IDI’s offerings aren’t simple, and the audience isn’t casual. Engineers, manufacturers, and decision-makers need information that’s accurate, structured, and easy to navigate – without being oversimplified.
So the challenge wasn’t just organizing content.
It was making complexity usable.
What I actually built
A fully custom digital platform designed to bring structure to a fragmented product ecosystem.
- a unified presentation of multiple product brands — including several that I developed as part of the broader system
- a flexible structure that could scale as offerings evolved
- integrated content including video, forms, and technical documentation
- a system that made it easier for users to find what they needed without digging
Not flashy.
But deliberate.
Then it got more interesting
After the North American site launched, the European division wanted the same foundation.
With one important difference.
It needed to work in both English and French.
Not translated.
Written.
Because in a technical industry, “close enough” isn’t good enough.
Terminology matters.
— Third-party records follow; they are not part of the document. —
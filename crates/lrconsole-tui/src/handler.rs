use crossterm::event::{KeyCode, KeyEvent, KeyModifiers, MouseEvent, MouseEventKind};

use crate::app::App;
use crate::tui::AppEvent;

const WHEEL_LINES: u16 = 3;

/// Convert a character index to a byte index for UTF-8 safe string operations
fn char_to_byte_index(s: &str, char_idx: usize) -> usize {
    s.char_indices()
        .nth(char_idx)
        .map(|(i, _)| i)
        .unwrap_or(s.len())
}

pub async fn handle_event(app: &mut App, event: AppEvent) {
    match event {
        AppEvent::Key(key) => handle_key(app, key).await,
        AppEvent::Mouse(mouse) => handle_mouse(app, mouse),
        AppEvent::Resize(_, _) => {}
        AppEvent::Tick => app.tick().await,
    }
}

async fn handle_key(app: &mut App, key: KeyEvent) {
    if key.code == KeyCode::Char('c') && key.modifiers.contains(KeyModifiers::CONTROL) {
        app.should_quit = true;
        return;
    }

    match key.code {
        KeyCode::Esc => {
            // First Esc clears a half-typed command, the next one quits.
            if app.input.is_empty() {
                app.should_quit = true;
            } else {
                app.input.clear();
                app.cursor = 0;
            }
        }
        KeyCode::Enter => app.submit_input().await,
        KeyCode::Backspace => {
            if app.cursor > 0 {
                app.cursor -= 1;
                let byte_pos = char_to_byte_index(&app.input, app.cursor);
                app.input.remove(byte_pos);
            }
        }
        KeyCode::Delete => {
            let char_count = app.input.chars().count();
            if app.cursor < char_count {
                let byte_pos = char_to_byte_index(&app.input, app.cursor);
                app.input.remove(byte_pos);
            }
        }
        KeyCode::Left => {
            app.cursor = app.cursor.saturating_sub(1);
        }
        KeyCode::Right => {
            let char_count = app.input.chars().count();
            app.cursor = (app.cursor + 1).min(char_count);
        }
        KeyCode::Home => {
            app.cursor = 0;
        }
        KeyCode::End => {
            app.cursor = app.input.chars().count();
        }
        KeyCode::PageUp => {
            let page = app.page();
            app.scroll_up(page);
        }
        KeyCode::PageDown => {
            let page = app.page();
            app.scroll_down(page);
        }
        KeyCode::Char(c) => {
            let byte_pos = char_to_byte_index(&app.input, app.cursor);
            app.input.insert(byte_pos, c);
            app.cursor += 1;
        }
        _ => {}
    }
}

fn handle_mouse(app: &mut App, mouse: MouseEvent) {
    match mouse.kind {
        MouseEventKind::ScrollDown => app.scroll_down(WHEEL_LINES),
        MouseEventKind::ScrollUp => app.scroll_up(WHEEL_LINES),
        _ => {}
    }
}
mod support;

use std::sync::Arc;
use std::time::Duration;

use lrconsole_core::{StatusPoller, StatusSnapshot, TransportError};
use support::{connected_status, gate, ScriptedTransport, Step};
use tokio::time::Instant;

const INTERVAL: Duration = Duration::from_secs(5);
const FETCH_TIMEOUT: Duration = Duration::from_secs(2);

fn poller(transport: &Arc<ScriptedTransport>) -> StatusPoller {
    StatusPoller::new(transport.clone(), INTERVAL, FETCH_TIMEOUT)
}

#[tokio::test(start_paused = true)]
async fn test_first_fetch_is_not_deferred() {
    let transport = Arc::new(ScriptedTransport::with_status(connected_status()));
    let mut poller = poller(&transport);
    let mut feed = poller.subscribe();

    let started = Instant::now();
    poller.start();
    feed.changed().await.unwrap();

    assert_eq!(started.elapsed(), Duration::ZERO);
    assert_eq!(poller.latest().snapshot(), Some(&connected_status()));
    assert!(!poller.latest().is_disconnected());
}

#[tokio::test(start_paused = true)]
async fn test_fetches_follow_the_interval() {
    let transport = Arc::new(ScriptedTransport::with_status(connected_status()));
    let mut poller = poller(&transport);

    poller.start();
    tokio::time::sleep(Duration::from_secs(11)).await;

    let times = transport.status_times();
    assert_eq!(times.len(), 3);
    assert_eq!(times[1] - times[0], INTERVAL);
    assert_eq!(times[2] - times[1], INTERVAL);
}

#[tokio::test(start_paused = true)]
async fn test_unchanged_agent_yields_equal_snapshots() {
    let transport = Arc::new(ScriptedTransport::with_status(connected_status()));
    let mut poller = poller(&transport);
    let mut feed = poller.subscribe();

    poller.start();
    let mut seen: Vec<StatusSnapshot> = Vec::new();
    for _ in 0..3 {
        feed.changed().await.unwrap();
        seen.push(feed.borrow_and_update().snapshot().cloned().unwrap());
    }

    assert!(seen.iter().all(|snapshot| *snapshot == seen[0]));
}

#[tokio::test(start_paused = true)]
async fn test_network_failure_keeps_last_good_snapshot() {
    let transport = Arc::new(ScriptedTransport::new());
    transport.push_status(Step::Ready(Ok(connected_status())));
    transport.push_status(Step::Ready(Err(TransportError::NetworkUnavailable(
        "connection refused".to_string(),
    ))));
    let mut poller = poller(&transport);
    let mut feed = poller.subscribe();

    poller.start();
    feed.changed().await.unwrap();
    assert!(!feed.borrow_and_update().is_disconnected());

    feed.changed().await.unwrap();
    let latest = feed.borrow_and_update().clone();
    assert_eq!(latest.snapshot(), Some(&connected_status()));
    assert!(matches!(
        latest.last_error(),
        Some(TransportError::NetworkUnavailable(_))
    ));
    assert!(latest.is_disconnected());
    assert!(latest.is_stale());
}

#[tokio::test(start_paused = true)]
async fn test_recovery_clears_the_error() {
    let transport = Arc::new(ScriptedTransport::with_status(connected_status()));
    transport.push_status(Step::Ready(Err(TransportError::Timeout)));
    let mut poller = poller(&transport);
    let mut feed = poller.subscribe();

    poller.start();
    feed.changed().await.unwrap();
    assert!(feed.borrow_and_update().snapshot().is_none());
    assert!(feed.borrow().is_disconnected());

    feed.changed().await.unwrap();
    let latest = feed.borrow_and_update().clone();
    assert!(latest.last_error().is_none());
    assert!(!latest.is_disconnected());
}

#[tokio::test(start_paused = true)]
async fn test_hung_fetch_surfaces_as_timeout() {
    let transport = Arc::new(ScriptedTransport::new());
    transport.push_status(Step::Hang);
    let mut poller = poller(&transport);
    let mut feed = poller.subscribe();

    poller.start();
    feed.changed().await.unwrap();

    assert_eq!(feed.borrow().last_error(), Some(&TransportError::Timeout));
}

#[tokio::test(start_paused = true)]
async fn test_slow_fetches_never_overlap() {
    let transport = Arc::new(ScriptedTransport::with_status(connected_status()));
    transport.push_status(Step::Delayed(
        Duration::from_millis(1_900),
        Ok(connected_status()),
    ));
    let poller_transport = transport.clone();
    let mut poller = StatusPoller::new(poller_transport, Duration::from_secs(1), FETCH_TIMEOUT);

    poller.start();
    tokio::time::sleep(Duration::from_secs(6)).await;

    assert_eq!(transport.max_status_in_flight(), 1);
    assert!(transport.status_calls() >= 2);
    // Ticks that came due during the slow fetch were skipped, not replayed.
    assert!(transport.status_calls() <= 7);
}

#[tokio::test(start_paused = true)]
async fn test_stop_discards_in_flight_fetch() {
    let transport = Arc::new(ScriptedTransport::new());
    let (release, step) = gate();
    transport.push_status(step);
    let mut poller = poller(&transport);
    let mut feed = poller.subscribe();

    poller.start();
    transport.status_started.notified().await;

    poller.stop();
    assert!(!poller.is_running());
    // The fetch may already have been torn down, in which case nobody is listening.
    let _ = release.send(Ok(connected_status()));

    for _ in 0..10 {
        tokio::task::yield_now().await;
    }
    tokio::time::sleep(INTERVAL * 3).await;

    let latest = feed.borrow_and_update().clone();
    assert!(latest.is_closed());
    assert!(latest.snapshot().is_none());
    assert!(latest.last_error().is_none());
    assert_eq!(transport.status_calls(), 1);
}

#[tokio::test(start_paused = true)]
async fn test_stop_is_idempotent_and_restartable() {
    let transport = Arc::new(ScriptedTransport::with_status(connected_status()));
    let mut poller = poller(&transport);
    let mut feed = poller.subscribe();

    poller.start();
    feed.changed().await.unwrap();
    poller.stop();
    poller.stop();
    assert!(poller.latest().is_closed());

    let calls = transport.status_calls();
    tokio::time::sleep(INTERVAL * 2).await;
    assert_eq!(transport.status_calls(), calls);

    poller.start();
    assert!(poller.is_running());
    assert!(!poller.latest().is_closed());
    tokio::time::sleep(Duration::from_millis(1)).await;
    assert_eq!(transport.status_calls(), calls + 1);
}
Precision matters. And the wrong word doesn’t just confuse – it undermines trust.
The adaptation
A bilingual site, without the shortcuts.
Instead of bolting on a translation layer, the site was rebuilt to support true bilingual content.
Users could switch between languages seamlessly, with each version reflecting content that was intentionally written and reviewed – not auto-generated.
Which sounds obvious.
Until you’ve tried to explain a thermoset molding compound in two languages without breaking meaning.
What changed
The result wasn’t just two websites.
It was a system that could scale.
- North America had a clear, structured digital presence
- Europe had a localized version that maintained accuracy and credibility
- both shared a consistent foundation, making future expansion realistic
And just as important:
The brand started to feel like one company again – not a collection of regional variations.
What this says about how I work
I don’t treat websites as standalone projects.
I treat them as systems – especially when they need to scale.
What works in one place should be able to extend to another, without starting over or losing clarity.
Sometimes that means designing something flexible.
Sometimes it means rebuilding it for a new context.
In this case, it was both.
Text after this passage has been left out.